Kurt Vonnegut – Armageddon In Retrospect (2008) |
Reading and writing are in themselves subversive acts. What they subvert is the notion that things have to be the way they are, that you are alone, that no one has ever felt the way you have. What occurs to people when they read Kurt is that things are much more up for grabs than they thought they were. The world is a slightly different place just because they read a damn book. Imagine that.
***
But when Marx said that, back in the 1840s, his use of the word “opium” wasn’t simply metaphorical. Back then real opium was the only painkiller available, for toothaches or cancer of the throat, or whatever. He himself had used it. As a sincere friend of the downtrodden, he was saying he was glad they had something which could ease their pain at least a little bit, which was religion.
***
What is my definition of jazz? “Safe sex of the highest order.”
***
The very best thing you can be in life is a teacher, provided that you are crazy in love with what you teach, and that your classes consist of eighteen students or fewer. Classes of eighteen students or fewer are a family, and feel and act like one.
***
And how should we behave during this Apocalypse? We should be unusually kind to one another, certainly. But we should also stop being so serious. Jokes help a lot. And get a dog, if you don’t already have one.
***
“Folks got to be protected,” said Ivy, “and armor and castles don’t come cheap.”
Elmer rubbed his eyes.
“Ivy, would you tell me what it is we’re being protected from that’s so much worse than what we’ve got?” he said. “I’d like to have a look at it, and then make up my own mind about what scares me most.”
***
It was a war of reason against barbarism, supposedly, with the issues at stake on such a high plane that most of our feverish fighters had no idea why they were fighting—other than that the enemy was a bunch of bastards.
***
That’s one of the joys of losing a war.

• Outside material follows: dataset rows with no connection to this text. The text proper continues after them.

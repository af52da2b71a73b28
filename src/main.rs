//! Flux node start relay.
//!
//! ```text
//!   GET /api/start/{txid}/{index}[/{profile}]
//!        │
//!        ▼
//!   ┌──────────┐   ┌────────────┐   ┌──────────┐   ┌─────────┐   ┌───────────┐
//!   │   http   │──▶│ collateral │──▶│ profiles │──▶│ signing │──▶│ broadcast │
//!   │ adapter  │   │ validator  │   │ resolve  │   │         │   │           │
//!   └──────────┘   └─────┬──────┘   └──────────┘   └─────────┘   └─────┬─────┘
//!                        │                                             │
//!                        ▼                                             ▼
//!                  explorer API  ◀──── resilient client ────▶     daemon API
//!                                 (cache, retry, breaker)
//! ```

use std::path::PathBuf;
use std::process::ExitCode;
use std::sync::Arc;

use clap::Parser;
use tokio::net::TcpListener;

use fluxnode_starter::blockchain::encoding::decode_hex;
use fluxnode_starter::config::load_config;
use fluxnode_starter::observability::{logging, metrics};
use fluxnode_starter::profiles::check_redeem_scripts;
use fluxnode_starter::{HttpServer, Orchestrator};

#[derive(Parser, Debug)]
#[command(name = "fluxnode-starter", version, about = "Flux node start relay")]
struct Args {
    /// Path to the TOML configuration file.
    #[arg(short, long, env = "STARTER_CONFIG", default_value = "config/starter.toml")]
    config: PathBuf,
}

#[tokio::main]
async fn main() -> ExitCode {
    let args = Args::parse();

    let config = match load_config(&args.config) {
        Ok(config) => config,
        Err(e) => {
            eprintln!("Failed to load {}: {}", args.config.display(), e);
            return ExitCode::FAILURE;
        }
    };

    logging::init_logging(&config.observability);
    tracing::info!(
        version = env!("CARGO_PKG_VERSION"),
        config = %args.config.display(),
        "fluxnode-starter starting"
    );

    match run(config).await {
        Ok(()) => {
            tracing::info!("Shutdown complete");
            ExitCode::SUCCESS
        }
        Err(e) => {
            tracing::error!(error = %e, "Fatal error");
            ExitCode::FAILURE
        }
    }
}

async fn run(config: fluxnode_starter::StarterConfig) -> Result<(), Box<dyn std::error::Error>> {
    if config.observability.metrics_enabled {
        match config.observability.metrics_address.parse() {
            Ok(addr) => metrics::init_metrics(addr),
            Err(_) => tracing::error!(
                metrics_address = %config.observability.metrics_address,
                "Failed to parse metrics address"
            ),
        }
    }

    let orchestrator = Orchestrator::from_config(&config)?;

    let version = decode_hex(&config.network.p2sh_version_hex)?;
    if let &[high, low] = version.as_slice() {
        check_redeem_scripts(orchestrator.profiles().iter(), [high, low]);
    }

    tracing::info!(
        profiles = orchestrator.profiles().len(),
        default_profile = %orchestrator.profiles().default_profile().name(),
        explorer = %config.explorer.base_url,
        daemon = %config.daemon.base_url,
        max_retries = config.http.max_retries,
        "Configuration loaded"
    );

    let listener = TcpListener::bind(&config.server.bind_address).await?;
    let server = HttpServer::new(&config, Arc::new(orchestrator));
    server.run(listener).await?;
    Ok(())
}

You surrender your guilt along with your capital, and join the ranks of the innocent little people.
***
He said that the major and most of the enlisted men in Beda had come from an apparently famous armored division, which, the captain implied, never knew fear or fatigue, and loved nothing better than a good fight.

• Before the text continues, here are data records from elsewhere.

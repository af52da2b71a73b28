//! Collateral validation types.

use serde::Serialize;
use thiserror::Error;

use crate::blockchain::ChainError;

/// Node class funded by a collateral output.
#[derive(Debug, Clone, Copy, PartialEq, Eq, Serialize)]
pub enum Tier {
    Stratus,
    Nimbus,
}

impl Tier {
    /// Tier for an exact eight-decimal amount string.
    pub fn from_amount(amount: &str) -> Option<Self> {
        match amount {
            "40000.00000000" => Some(Tier::Stratus),
            "12500.00000000" => Some(Tier::Nimbus),
            _ => None,
        }
    }

    pub fn label(&self) -> &'static str {
        match self {
            Tier::Stratus => "Stratus",
            Tier::Nimbus => "Nimbus",
        }
    }
}

impl std::fmt::Display for Tier {
    fn fmt(&self, f: &mut std::fmt::Formatter<'_>) -> std::fmt::Result {
        f.write_str(self.label())
    }
}

/// Why a collateral output was refused.
#[derive(Debug, Clone, PartialEq, Eq, Error)]
pub enum RejectionReason {
    #[error("transaction not found on the explorer")]
    TxNotFound,

    #[error("explorer returned txid {actual}")]
    TxidMismatch { actual: String },

    #[error("output index {index} out of range ({outputs} outputs)")]
    OutputIndexOutOfRange { index: u32, outputs: usize },

    #[error("output script type is {0:?}, expected scripthash")]
    NotScriptHash(Option<String>),

    #[error("output has no address")]
    MissingAddress,

    #[error("amount {0:?} is not a valid collateral amount")]
    InvalidAmount(Option<String>),
}

impl RejectionReason {
    /// Stable machine-readable code.
    pub fn code(&self) -> &'static str {
        match self {
            RejectionReason::TxNotFound => "TX_NOT_FOUND",
            RejectionReason::TxidMismatch { .. } => "TXID_MISMATCH",
            RejectionReason::OutputIndexOutOfRange { .. } => "OUTPUT_INDEX_OUT_OF_RANGE",
            RejectionReason::NotScriptHash(_) => "NOT_SCRIPTHASH",
            RejectionReason::MissingAddress => "MISSING_ADDRESS",
            RejectionReason::InvalidAmount(_) => "INVALID_AMOUNT",
        }
    }
}

/// A collateral output that may fund a node.
#[derive(Debug, Clone, PartialEq, Eq, Serialize)]
pub struct ValidatedCollateral {
    pub address: String,
    pub amount: String,
    pub tier: Tier,
}

#[derive(Debug, Error)]
pub enum CollateralError {
    /// The output exists but cannot fund a node.
    #[error("invalid collateral ({code}): {0}", code = .0.code())]
    Rejected(RejectionReason),

    /// The explorer could not be consulted.
    #[error("collateral lookup failed: {0}")]
    Lookup(#[from] ChainError),
}

impl From<RejectionReason> for CollateralError {
    fn from(reason: RejectionReason) -> Self {
        CollateralError::Rejected(reason)
    }
}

I clucked my tongue in wonderment, as I always do when hearing of such a division. I have heard of them from American officers, German officers, Russian officers; and my officers in World War I solemnly declared that I belonged to such a division. When I hear of a division of war-lovers from an enlisted man, maybe I will believe it, provided the man is sober and has been shot at. If there are such divisions, perhaps they should be preserved between wars in dry ice.